Saturday’s explosions in the village of Gerdec, about six miles north of Tirana, scattered shells over 2,500 acres, Hasani said.
Prime Minister Sali Berisha said the explosions were an accident: blasts triggered during work to destroy excess ammunition stockpiled during Albania’s Communist past.
Nine bodies have been found. Another nine workers and villagers remained missing Sunday, authorities said. Health Minister Nard Ndoka said 298 people were injured, including children, and more than 50 remained hospitalized. Eight of the injured are in serious condition and are to be transported to Italy for treatment.
Rescuers found three charred bodies in the army depot and the body of a woman in a nearby house on Sunday.
The chain of explosions started Saturday and continued for 14 hours until early Sunday.
Berisha said the blast destroyed more than 300 houses in the neighboring village, while a further 2,000 homes and businesses were damaged. Footage showed a ball of fire shooting up from the site, with shrapnel and shell fragments raining down on homes and cars.
Gerdec was declared an emergency zone, and Berisha promised relief for villagers who lost their homes.
“As soon as the damage is fully assessed, the government will commit all its resources to quickly react and rebuild the totally destroyed zone,” he said.
The blast left a massive crater at the depot.
The first blast was heard as far away as Skopje, the Macedonian capital, about 120 miles away, and prompted a brief suspension of flights at Tirana’s nearby international airport, where the blast blew out doors and windows. The explosion also damaged a major electricity transmission point, leaving the area without power.
Authorities evacuated 4,000 people from three villages and the surrounding area, with houses more than a mile away damaged by the blast.
Defense Minister Fatmir Mediu said villagers might have to stay away from their homes for several days, until the area has been secured.
“We have isolated the area but our fear is that the ammunition could be reactivated because we don’t know how much has exploded,” he told AP Television News.
“The other fear is that the ground is so hot that something could be suddenly reactivated.
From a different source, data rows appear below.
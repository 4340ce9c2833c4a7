//! Request, outcome, and error types for the processing pipeline.

use crate::embedding::EmbeddingError;
use crate::store::StoreError;
use thiserror::Error;

/// Parameters for one processing run.
#[derive(Debug, Clone, Default)]
pub struct ProcessRequest {
    /// Identifier of the document to process.
    pub document_id: String,
    /// Optional file URL overriding the stored document's reference for this run.
    pub file_url: Option<String>,
    /// Optional file type overriding the stored document's reference for this run.
    pub file_type: Option<String>,
    /// Optional project identifier overriding the stored document's project for this run.
    pub project_id: Option<String>,
    /// Delete existing chunks and reprocess even when the document was already chunked.
    pub force_reprocess: bool,
}

/// Summary of a completed processing run.
#[derive(Debug, Clone, Copy, PartialEq, Eq)]
pub enum ProcessOutcome {
    /// The document already had chunks and `force_reprocess` was not set.
    Skipped,
    /// The pipeline ran to completion; individual chunks may still have failed.
    Completed {
        /// Number of chunks the run attempted.
        total_chunks: usize,
        /// Number of chunks embedded and persisted.
        successful_chunks: usize,
    },
}

/// Per-chunk embedding outcome collected at the fan-in point.
///
/// Partial-failure accounting is an explicit data structure: the caller inspects one record
/// per emitted chunk instead of relying on scattered error handling inside the fan-out.
#[derive(Debug)]
pub struct ChunkOutcome {
    /// Index of the chunk in emission order.
    pub emission_index: usize,
    /// Section label, carried for log context.
    pub section: String,
    /// The embedding vector, or the error that exhausted its retries.
    pub result: Result<Vec<f32>, EmbeddingError>,
}

/// Fatal errors aborting a processing run.
///
/// Extraction and per-chunk failures are deliberately absent: extraction degrades to a
/// placeholder payload and chunk failures surface through the outcome counters.
#[derive(Debug, Error)]
pub enum PipelineError {
    /// The document id did not resolve.
    #[error("Document {0} not found")]
    NotFound(String),
    /// The resolved payload was blank; there is nothing to chunk.
    #[error("Document {0} has no content to process")]
    EmptyContent(String),
    /// The document store failed outside the per-chunk write path.
    #[error("Store request failed: {0}")]
    Store(#[from] StoreError),
}
//! Paragraph-group and line-group fallback splitters.

use super::{DraftChunk, Importance};
use regex::Regex;
use std::sync::LazyLock;

/// Cue phrases that force a chunk boundary independent of size.
pub const TOPIC_SHIFT_CUES: [&str; 11] = [
    "however,",
    "on the other hand",
    "in contrast",
    "similarly",
    "furthermore",
    "moving on",
    "next",
    "additionally",
    "in summary",
    "to conclude",
    "finally",
];

/// Lines carried from the tail of one line-group chunk into the next as overlap context.
const LINE_OVERLAP: usize = 3;

static PARAGRAPH_BREAK: LazyLock<Regex> =
    LazyLock::new(|| Regex::new(r"\n\s*\n").expect("paragraph break pattern"));

/// Split text into trimmed, non-empty paragraphs.
pub(crate) fn split_paragraphs(text: &str) -> Vec<&str> {
    PARAGRAPH_BREAK
        .split(text)
        .map(str::trim)
        .filter(|paragraph| !paragraph.is_empty())
        .collect()
}

/// Group paragraphs into size-bounded buffers, flushing early on topic-shift cues.
///
/// Returns raw group strings so callers can attach their own headers and metadata.
pub(crate) fn paragraph_groups(text: &str, max_size: usize) -> Vec<String> {
    let mut groups = Vec::new();
    let mut buffer = String::new();

    for paragraph in split_paragraphs(text) {
        let boundary = !buffer.is_empty()
            && (buffer.len() + paragraph.len() + 2 > max_size || has_topic_shift(paragraph));
        if boundary {
            groups.push(std::mem::take(&mut buffer));
        }
        if !buffer.is_empty() {
            buffer.push_str("\n\n");
        }
        buffer.push_str(paragraph);
    }
    if !buffer.trim().is_empty() {
        groups.push(buffer);
    }
    groups
}

/// Paragraph-group chunking used when no section structure is detectable.
pub fn chunk_paragraph_groups(text: &str, max_size: usize) -> Vec<DraftChunk> {
    paragraph_groups(text, max_size)
        .into_iter()
        .enumerate()
        .map(|(i, group)| DraftChunk {
            text: group,
            section: format!("Passage {}", i + 1),
            importance: Importance::Standard,
        })
        .collect()
}

fn has_topic_shift(paragraph: &str) -> bool {
    let lowered = paragraph.to_lowercase();
    TOPIC_SHIFT_CUES.iter().any(|cue| lowered.contains(cue))
}

/// Last-resort line-group splitter for JSON-shaped payloads that failed to parse.
///
/// Accumulates raw lines up to the budget; each flush carries its last few lines forward as
/// overlap so field context survives the cut.
pub fn chunk_line_groups(text: &str, max_size: usize) -> Vec<DraftChunk> {
    let mut chunks: Vec<DraftChunk> = Vec::new();
    let mut buffer: Vec<&str> = Vec::new();
    let mut buffer_len = 0usize;
    let mut appended_since_flush = false;

    for line in text.lines() {
        if appended_since_flush && buffer_len + line.len() + 1 > max_size {
            push_line_chunk(&mut chunks, &buffer);
            buffer = buffer[buffer.len().saturating_sub(LINE_OVERLAP)..].to_vec();
            buffer_len = buffer.iter().map(|kept| kept.len() + 1).sum();
            appended_since_flush = false;
        }
        buffer_len += line.len() + 1;
        buffer.push(line);
        appended_since_flush = true;
    }
    if appended_since_flush && buffer.iter().any(|line| !line.trim().is_empty()) {
        push_line_chunk(&mut chunks, &buffer);
    }
    chunks
}

fn push_line_chunk(chunks: &mut Vec<DraftChunk>, lines: &[&str]) {
    chunks.push(DraftChunk {
        text: lines.join("\n"),
        section: format!("Fragment {}", chunks.len() + 1),
        importance: Importance::Standard,
    });
}

#[cfg(test)]
mod tests {
    use super::*;

    #[test]
    fn paragraphs_flush_when_the_budget_is_reached() {
        let paragraph = "word ".repeat(30);
        let text = format!("{paragraph}\n\n{paragraph}\n\n{paragraph}");
        let chunks = chunk_paragraph_groups(&text, 200);
        assert!(chunks.len() >= 2);
        for chunk in &chunks {
            assert!(chunk.text.len() <= 200 + paragraph.len());
            assert_eq!(chunk.importance, Importance::Standard);
        }
    }

    #[test]
    fn topic_shift_cues_force_a_boundary_before_the_cue_paragraph() {
        let text = "The ingestion flow reads documents from storage.\n\n\
                    However, retrieval quality depends on chunk granularity.";
        let groups = paragraph_groups(text, 10_000);
        assert_eq!(groups.len(), 2);
        assert!(groups[1].starts_with("However,"));
    }

    #[test]
    fn single_paragraph_yields_a_single_group() {
        let groups = paragraph_groups("Just one paragraph here.", 1500);
        assert_eq!(groups.len(), 1);
    }

    #[test]
    fn passage_sections_are_numbered_in_order() {
        let text = "First topic paragraph.\n\nIn contrast, a second topic arrives.";
        let chunks = chunk_paragraph_groups(text, 1500);
        let sections: Vec<&str> = chunks.iter().map(|c| c.section.as_str()).collect();
        assert_eq!(sections, vec!["Passage 1", "Passage 2"]);
    }

    #[test]
    fn line_groups_carry_three_lines_of_overlap() {
        let lines: Vec<String> = (0..12).map(|i| format!("\"field_{i}\": {i},")).collect();
        let text = lines.join("\n");
        let chunks = chunk_line_groups(&text, 80);
        assert!(chunks.len() >= 2);

        let first_lines: Vec<&str> = chunks[0].text.lines().collect();
        let overlap: Vec<&str> = first_lines[first_lines.len() - LINE_OVERLAP..].to_vec();
        let second_lines: Vec<&str> = chunks[1].text.lines().collect();
        assert_eq!(&second_lines[..LINE_OVERLAP], overlap.as_slice());
    }

    #[test]
    fn line_groups_do_not_emit_a_trailing_overlap_only_chunk() {
        let text = "a\nb\nc";
        let chunks = chunk_line_groups(text, 1000);
        assert_eq!(chunks.len(), 1);
        assert_eq!(chunks[0].text, "a\nb\nc");
    }
}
So that’s why all the villages around have been evacuated so we can see clearly in the next few hours and days what exactly the situation there is.”
A company had been subcontracted to destroy excess ammunition, Berisha said. In the past year, about 6,000-7,000 tons of ammunition have been destroyed.
Albaniahas some 100,000 tons of excess ammunition stored in former army depots across the country, Mediu said. NATO countries, particularly the United States, Canada and Norway, have been helping Albania dispose of excess ammunition and obsolete weaponry.
Authorities said most of the ammunition at Gerdec was Russian and Chinese artillery shells made in the 1960s, when Albania was under Communist rule.
Berisha said he could not rule out human error but said the ammunition could have exploded spontaneously because of its age.